Within the records, say how many lines include the word "tests"; the answer should be the number and no more.

(Collected data)
=== Begin Enclosure ===

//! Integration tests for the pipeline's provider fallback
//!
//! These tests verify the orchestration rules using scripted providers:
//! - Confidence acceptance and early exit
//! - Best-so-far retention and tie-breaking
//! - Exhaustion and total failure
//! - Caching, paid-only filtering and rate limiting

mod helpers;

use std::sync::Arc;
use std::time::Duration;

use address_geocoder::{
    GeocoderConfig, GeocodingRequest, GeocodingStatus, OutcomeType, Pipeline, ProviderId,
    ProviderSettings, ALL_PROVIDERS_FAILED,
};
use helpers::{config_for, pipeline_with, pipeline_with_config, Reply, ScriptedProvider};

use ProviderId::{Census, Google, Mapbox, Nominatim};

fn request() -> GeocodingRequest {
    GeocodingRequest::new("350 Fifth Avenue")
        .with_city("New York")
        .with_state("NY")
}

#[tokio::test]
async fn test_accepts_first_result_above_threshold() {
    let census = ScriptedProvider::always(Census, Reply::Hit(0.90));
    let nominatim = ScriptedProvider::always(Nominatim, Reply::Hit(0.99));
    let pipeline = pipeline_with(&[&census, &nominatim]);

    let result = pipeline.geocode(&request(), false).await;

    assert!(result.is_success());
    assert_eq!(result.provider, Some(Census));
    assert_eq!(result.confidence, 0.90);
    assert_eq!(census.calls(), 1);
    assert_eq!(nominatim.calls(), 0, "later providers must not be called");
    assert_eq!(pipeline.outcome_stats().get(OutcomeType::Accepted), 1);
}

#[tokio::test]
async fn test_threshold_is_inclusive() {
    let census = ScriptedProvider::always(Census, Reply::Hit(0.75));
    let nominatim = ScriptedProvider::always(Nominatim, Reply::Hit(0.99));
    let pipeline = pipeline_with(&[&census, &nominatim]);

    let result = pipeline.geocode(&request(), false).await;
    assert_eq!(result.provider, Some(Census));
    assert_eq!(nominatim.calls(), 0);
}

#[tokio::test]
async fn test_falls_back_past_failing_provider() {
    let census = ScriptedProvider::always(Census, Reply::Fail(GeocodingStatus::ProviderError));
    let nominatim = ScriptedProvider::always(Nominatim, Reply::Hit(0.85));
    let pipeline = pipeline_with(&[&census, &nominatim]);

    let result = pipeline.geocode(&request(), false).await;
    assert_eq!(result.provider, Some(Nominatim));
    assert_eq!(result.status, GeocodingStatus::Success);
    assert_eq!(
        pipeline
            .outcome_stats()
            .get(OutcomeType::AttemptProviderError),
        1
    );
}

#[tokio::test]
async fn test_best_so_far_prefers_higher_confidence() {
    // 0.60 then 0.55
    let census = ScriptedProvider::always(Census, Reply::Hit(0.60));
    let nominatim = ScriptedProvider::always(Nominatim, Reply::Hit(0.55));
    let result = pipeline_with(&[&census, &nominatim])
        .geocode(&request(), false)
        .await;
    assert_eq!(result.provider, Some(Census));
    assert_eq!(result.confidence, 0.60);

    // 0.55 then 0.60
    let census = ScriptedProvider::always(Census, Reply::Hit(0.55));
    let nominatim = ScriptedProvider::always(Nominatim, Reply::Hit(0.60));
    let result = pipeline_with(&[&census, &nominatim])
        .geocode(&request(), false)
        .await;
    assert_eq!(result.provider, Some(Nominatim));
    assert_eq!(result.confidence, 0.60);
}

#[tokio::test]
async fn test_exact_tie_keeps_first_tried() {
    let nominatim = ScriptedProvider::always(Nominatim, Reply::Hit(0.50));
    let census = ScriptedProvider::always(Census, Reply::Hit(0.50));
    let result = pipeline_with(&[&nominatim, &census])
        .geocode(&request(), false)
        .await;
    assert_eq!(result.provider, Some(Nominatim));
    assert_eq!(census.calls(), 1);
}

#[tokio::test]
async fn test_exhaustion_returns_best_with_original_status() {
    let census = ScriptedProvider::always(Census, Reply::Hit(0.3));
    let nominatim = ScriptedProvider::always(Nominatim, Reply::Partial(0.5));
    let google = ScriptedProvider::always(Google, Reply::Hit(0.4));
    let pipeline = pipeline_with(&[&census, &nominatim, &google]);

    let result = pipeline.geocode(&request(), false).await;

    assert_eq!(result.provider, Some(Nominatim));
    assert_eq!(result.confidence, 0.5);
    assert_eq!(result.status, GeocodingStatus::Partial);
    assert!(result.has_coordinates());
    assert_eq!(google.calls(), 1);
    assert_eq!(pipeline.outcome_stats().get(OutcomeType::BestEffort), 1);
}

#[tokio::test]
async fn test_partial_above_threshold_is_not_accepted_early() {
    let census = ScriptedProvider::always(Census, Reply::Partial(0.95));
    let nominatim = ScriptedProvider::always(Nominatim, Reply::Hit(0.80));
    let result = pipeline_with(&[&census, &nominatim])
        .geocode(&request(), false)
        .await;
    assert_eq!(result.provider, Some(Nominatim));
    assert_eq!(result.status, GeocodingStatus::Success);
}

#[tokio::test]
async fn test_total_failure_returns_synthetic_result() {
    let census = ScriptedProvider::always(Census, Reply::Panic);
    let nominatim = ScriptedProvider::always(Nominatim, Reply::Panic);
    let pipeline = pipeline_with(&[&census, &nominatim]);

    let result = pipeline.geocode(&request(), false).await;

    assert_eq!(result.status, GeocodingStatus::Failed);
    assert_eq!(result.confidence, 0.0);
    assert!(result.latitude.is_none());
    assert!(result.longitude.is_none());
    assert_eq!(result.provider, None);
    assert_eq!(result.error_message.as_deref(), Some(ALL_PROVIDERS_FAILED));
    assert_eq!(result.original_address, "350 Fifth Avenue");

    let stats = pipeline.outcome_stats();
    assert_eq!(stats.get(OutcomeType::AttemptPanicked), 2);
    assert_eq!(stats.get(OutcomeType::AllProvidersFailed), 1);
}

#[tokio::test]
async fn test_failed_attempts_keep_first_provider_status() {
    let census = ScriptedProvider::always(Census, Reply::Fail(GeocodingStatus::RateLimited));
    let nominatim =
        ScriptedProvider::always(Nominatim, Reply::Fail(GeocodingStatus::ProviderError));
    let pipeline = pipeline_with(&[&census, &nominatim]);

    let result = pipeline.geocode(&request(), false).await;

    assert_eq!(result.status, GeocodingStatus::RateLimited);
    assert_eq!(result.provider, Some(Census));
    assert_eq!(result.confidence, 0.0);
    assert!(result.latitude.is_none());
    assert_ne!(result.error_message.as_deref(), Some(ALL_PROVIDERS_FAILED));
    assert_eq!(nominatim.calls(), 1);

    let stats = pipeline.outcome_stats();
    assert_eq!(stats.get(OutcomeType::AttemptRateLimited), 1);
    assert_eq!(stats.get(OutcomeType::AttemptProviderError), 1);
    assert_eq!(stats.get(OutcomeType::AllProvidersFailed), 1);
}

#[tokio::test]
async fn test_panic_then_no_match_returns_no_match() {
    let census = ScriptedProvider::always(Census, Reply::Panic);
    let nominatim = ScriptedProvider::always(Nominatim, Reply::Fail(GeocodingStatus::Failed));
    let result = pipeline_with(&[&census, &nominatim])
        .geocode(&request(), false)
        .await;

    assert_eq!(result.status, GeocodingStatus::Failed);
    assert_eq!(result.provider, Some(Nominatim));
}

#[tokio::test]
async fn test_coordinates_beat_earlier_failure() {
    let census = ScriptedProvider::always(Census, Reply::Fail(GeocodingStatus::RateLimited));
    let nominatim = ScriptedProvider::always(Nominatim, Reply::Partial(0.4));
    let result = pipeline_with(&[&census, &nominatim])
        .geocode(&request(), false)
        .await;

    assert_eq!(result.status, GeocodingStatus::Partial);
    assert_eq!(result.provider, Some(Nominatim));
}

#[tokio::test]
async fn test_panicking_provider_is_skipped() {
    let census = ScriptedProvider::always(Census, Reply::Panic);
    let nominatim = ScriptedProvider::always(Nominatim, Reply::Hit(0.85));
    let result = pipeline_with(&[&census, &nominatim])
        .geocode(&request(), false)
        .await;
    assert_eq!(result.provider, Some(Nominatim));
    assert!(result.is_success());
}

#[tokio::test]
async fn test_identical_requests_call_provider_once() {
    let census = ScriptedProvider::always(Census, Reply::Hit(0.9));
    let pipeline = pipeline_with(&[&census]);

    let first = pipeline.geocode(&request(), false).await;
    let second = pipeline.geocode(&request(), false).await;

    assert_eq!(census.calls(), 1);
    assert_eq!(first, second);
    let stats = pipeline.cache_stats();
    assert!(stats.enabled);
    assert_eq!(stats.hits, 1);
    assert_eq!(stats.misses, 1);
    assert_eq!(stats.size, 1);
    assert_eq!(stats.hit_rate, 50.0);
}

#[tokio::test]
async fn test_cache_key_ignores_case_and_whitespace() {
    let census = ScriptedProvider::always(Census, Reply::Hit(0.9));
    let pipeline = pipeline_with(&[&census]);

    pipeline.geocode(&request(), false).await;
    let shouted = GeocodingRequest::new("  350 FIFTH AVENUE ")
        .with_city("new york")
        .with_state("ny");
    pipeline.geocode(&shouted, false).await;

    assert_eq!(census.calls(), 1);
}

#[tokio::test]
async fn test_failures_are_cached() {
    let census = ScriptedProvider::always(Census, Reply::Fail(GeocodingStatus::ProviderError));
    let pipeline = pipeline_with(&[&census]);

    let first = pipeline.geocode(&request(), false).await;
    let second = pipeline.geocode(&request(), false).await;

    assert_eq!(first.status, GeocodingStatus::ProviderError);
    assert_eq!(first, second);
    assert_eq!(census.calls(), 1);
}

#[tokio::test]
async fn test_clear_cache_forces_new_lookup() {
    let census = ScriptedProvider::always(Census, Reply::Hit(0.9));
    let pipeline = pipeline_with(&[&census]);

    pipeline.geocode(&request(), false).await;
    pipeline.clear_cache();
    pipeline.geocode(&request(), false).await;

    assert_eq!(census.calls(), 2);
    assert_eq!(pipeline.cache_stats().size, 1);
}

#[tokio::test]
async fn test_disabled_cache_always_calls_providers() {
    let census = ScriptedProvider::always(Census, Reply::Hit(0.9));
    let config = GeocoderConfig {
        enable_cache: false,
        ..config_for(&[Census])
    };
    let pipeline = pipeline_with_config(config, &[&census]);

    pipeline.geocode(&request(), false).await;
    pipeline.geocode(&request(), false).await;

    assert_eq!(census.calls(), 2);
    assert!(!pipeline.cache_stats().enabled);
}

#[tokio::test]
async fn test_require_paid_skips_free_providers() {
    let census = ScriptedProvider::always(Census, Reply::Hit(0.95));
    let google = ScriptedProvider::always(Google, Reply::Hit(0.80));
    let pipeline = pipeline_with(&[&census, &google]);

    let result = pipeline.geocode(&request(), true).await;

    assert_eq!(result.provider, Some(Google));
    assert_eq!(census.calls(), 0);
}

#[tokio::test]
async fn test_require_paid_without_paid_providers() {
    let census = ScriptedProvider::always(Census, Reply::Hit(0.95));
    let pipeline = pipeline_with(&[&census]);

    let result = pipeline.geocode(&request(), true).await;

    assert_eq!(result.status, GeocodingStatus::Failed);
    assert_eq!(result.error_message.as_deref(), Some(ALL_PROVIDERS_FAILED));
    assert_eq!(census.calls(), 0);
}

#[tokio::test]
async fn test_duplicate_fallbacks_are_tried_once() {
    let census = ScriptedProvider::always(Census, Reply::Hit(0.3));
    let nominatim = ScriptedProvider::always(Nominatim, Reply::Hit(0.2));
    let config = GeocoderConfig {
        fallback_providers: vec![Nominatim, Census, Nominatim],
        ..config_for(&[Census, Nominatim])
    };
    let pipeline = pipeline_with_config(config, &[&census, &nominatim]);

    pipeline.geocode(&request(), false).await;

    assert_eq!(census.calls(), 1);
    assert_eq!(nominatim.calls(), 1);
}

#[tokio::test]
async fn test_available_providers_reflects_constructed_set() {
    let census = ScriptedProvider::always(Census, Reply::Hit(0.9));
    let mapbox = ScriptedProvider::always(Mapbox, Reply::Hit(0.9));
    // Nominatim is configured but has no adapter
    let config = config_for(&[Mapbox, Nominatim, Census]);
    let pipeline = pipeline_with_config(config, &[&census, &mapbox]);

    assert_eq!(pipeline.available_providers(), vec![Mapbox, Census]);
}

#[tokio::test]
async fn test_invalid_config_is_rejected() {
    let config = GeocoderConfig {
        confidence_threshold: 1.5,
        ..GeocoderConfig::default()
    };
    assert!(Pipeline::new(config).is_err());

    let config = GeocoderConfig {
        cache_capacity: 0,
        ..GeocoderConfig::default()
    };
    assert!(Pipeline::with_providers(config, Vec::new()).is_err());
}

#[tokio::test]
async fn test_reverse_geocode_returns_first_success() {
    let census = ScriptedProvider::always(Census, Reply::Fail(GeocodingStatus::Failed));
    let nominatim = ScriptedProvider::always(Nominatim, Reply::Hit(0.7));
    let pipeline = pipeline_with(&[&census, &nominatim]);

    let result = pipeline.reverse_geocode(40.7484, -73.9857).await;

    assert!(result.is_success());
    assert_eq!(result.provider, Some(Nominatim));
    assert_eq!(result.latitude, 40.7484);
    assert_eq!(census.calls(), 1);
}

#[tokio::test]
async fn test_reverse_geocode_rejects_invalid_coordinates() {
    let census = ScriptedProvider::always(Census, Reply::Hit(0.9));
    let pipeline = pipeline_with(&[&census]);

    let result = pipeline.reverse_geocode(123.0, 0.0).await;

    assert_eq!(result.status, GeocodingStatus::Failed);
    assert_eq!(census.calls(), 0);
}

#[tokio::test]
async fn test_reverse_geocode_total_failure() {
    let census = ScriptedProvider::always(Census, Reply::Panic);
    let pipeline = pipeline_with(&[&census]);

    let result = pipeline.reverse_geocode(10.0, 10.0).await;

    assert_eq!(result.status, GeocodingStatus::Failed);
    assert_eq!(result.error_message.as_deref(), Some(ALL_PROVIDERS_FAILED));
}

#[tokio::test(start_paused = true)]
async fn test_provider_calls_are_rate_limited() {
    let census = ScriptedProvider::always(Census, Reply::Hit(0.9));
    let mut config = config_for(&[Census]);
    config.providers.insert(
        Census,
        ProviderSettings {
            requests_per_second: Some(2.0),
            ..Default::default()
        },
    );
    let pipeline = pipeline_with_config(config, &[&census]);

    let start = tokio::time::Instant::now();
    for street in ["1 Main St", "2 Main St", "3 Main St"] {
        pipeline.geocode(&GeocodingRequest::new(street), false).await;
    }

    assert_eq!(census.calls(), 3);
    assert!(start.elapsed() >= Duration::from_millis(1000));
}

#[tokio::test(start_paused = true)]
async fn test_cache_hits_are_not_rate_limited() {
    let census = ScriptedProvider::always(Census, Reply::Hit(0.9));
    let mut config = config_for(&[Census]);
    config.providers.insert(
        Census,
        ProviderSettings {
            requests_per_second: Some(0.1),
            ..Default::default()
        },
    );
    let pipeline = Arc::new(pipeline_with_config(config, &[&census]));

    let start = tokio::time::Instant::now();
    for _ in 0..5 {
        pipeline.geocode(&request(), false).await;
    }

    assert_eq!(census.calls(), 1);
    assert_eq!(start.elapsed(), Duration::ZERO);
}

=== End Enclosure ===

— WRITTEN ANSWER —
2